PROBLEM: What lines below include the string "payload"? Pick them out and copy them.

**** EXCERPTED DATA

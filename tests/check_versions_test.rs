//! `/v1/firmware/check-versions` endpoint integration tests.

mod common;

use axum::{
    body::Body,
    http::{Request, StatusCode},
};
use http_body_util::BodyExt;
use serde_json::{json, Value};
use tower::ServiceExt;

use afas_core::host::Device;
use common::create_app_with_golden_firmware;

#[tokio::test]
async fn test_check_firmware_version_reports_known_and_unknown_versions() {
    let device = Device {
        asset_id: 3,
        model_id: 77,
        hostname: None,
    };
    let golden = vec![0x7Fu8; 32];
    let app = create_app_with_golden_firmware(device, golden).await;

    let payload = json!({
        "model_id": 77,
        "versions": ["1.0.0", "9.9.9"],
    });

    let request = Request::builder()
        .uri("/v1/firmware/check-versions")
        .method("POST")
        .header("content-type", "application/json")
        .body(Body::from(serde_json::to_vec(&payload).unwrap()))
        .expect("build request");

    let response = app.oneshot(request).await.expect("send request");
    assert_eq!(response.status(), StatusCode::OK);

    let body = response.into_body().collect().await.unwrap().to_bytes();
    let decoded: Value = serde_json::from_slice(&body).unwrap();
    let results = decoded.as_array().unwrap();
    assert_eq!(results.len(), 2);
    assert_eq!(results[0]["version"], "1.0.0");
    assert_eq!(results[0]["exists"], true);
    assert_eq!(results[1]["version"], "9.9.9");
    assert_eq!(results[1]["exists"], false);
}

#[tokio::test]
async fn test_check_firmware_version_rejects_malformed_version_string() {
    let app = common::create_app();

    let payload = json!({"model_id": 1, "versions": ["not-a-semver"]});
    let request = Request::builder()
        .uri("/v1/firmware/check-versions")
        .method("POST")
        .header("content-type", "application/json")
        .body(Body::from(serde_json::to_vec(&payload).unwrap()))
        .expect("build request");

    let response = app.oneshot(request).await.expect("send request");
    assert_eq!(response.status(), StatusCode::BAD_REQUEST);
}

********
**** EXCERPTED DATA

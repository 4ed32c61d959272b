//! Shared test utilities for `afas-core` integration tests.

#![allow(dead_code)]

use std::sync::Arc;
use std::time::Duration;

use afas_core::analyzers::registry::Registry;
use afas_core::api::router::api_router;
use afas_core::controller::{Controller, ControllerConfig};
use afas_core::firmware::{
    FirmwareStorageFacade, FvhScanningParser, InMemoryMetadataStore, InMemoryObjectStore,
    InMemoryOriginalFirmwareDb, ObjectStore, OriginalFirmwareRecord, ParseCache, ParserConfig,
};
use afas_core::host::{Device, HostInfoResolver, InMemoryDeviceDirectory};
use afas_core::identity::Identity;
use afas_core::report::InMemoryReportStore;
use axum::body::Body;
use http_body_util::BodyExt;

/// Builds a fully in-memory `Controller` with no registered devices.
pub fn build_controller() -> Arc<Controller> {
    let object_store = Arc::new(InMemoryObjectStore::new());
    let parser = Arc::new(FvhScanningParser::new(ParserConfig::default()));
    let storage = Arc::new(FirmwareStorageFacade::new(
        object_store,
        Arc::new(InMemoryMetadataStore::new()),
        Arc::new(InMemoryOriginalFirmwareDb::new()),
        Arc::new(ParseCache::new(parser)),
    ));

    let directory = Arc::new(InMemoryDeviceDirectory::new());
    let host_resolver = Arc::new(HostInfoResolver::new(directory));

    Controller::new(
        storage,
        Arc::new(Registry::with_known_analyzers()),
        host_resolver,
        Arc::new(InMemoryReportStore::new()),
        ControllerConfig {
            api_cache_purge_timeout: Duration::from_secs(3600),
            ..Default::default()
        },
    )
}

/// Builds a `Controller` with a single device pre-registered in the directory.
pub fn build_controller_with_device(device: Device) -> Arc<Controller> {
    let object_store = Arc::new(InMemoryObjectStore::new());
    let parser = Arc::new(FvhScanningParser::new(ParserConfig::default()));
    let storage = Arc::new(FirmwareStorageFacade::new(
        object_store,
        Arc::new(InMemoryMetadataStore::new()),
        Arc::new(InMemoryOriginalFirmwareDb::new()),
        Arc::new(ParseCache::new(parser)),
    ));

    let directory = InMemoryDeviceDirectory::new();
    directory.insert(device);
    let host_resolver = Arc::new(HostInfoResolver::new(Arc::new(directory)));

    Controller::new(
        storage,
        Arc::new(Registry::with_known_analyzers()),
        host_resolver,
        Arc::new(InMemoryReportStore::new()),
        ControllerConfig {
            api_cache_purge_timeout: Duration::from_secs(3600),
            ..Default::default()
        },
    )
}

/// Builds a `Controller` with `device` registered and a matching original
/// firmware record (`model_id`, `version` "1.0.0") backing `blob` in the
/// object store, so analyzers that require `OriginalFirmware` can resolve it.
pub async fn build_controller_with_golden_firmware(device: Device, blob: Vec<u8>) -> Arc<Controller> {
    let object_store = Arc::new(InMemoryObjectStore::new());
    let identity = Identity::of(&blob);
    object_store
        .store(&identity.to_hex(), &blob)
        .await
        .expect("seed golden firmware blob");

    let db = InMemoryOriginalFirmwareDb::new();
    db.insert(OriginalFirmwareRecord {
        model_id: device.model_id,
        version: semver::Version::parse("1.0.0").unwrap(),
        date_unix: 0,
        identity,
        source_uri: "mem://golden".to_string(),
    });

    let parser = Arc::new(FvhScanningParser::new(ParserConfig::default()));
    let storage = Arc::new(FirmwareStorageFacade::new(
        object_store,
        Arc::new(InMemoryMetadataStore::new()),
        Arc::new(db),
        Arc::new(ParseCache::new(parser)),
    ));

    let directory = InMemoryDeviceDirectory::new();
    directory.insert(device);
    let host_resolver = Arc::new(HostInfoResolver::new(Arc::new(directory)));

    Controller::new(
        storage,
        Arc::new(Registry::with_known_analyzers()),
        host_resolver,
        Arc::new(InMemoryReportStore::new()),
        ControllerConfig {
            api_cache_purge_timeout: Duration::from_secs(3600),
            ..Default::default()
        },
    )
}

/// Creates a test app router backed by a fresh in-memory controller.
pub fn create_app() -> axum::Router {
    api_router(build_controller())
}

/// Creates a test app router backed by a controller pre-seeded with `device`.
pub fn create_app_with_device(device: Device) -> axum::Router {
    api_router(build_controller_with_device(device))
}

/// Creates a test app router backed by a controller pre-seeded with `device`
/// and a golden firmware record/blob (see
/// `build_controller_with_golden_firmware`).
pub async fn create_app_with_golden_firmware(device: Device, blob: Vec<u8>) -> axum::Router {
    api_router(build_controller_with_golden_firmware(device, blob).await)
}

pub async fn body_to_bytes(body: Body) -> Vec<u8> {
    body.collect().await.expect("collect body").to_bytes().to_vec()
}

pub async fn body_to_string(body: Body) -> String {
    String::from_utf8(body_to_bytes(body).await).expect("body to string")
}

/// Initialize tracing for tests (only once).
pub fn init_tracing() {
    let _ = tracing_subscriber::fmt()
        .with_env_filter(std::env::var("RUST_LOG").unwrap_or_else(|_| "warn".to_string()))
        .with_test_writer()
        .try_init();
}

********

EXERCISE RESULT:
    let payload = json!({
        .body(Body::from(serde_json::to_vec(&payload).unwrap()))
    let payload = json!({"model_id": 1, "versions": ["not-a-semver"]});
        .body(Body::from(serde_json::to_vec(&payload).unwrap()))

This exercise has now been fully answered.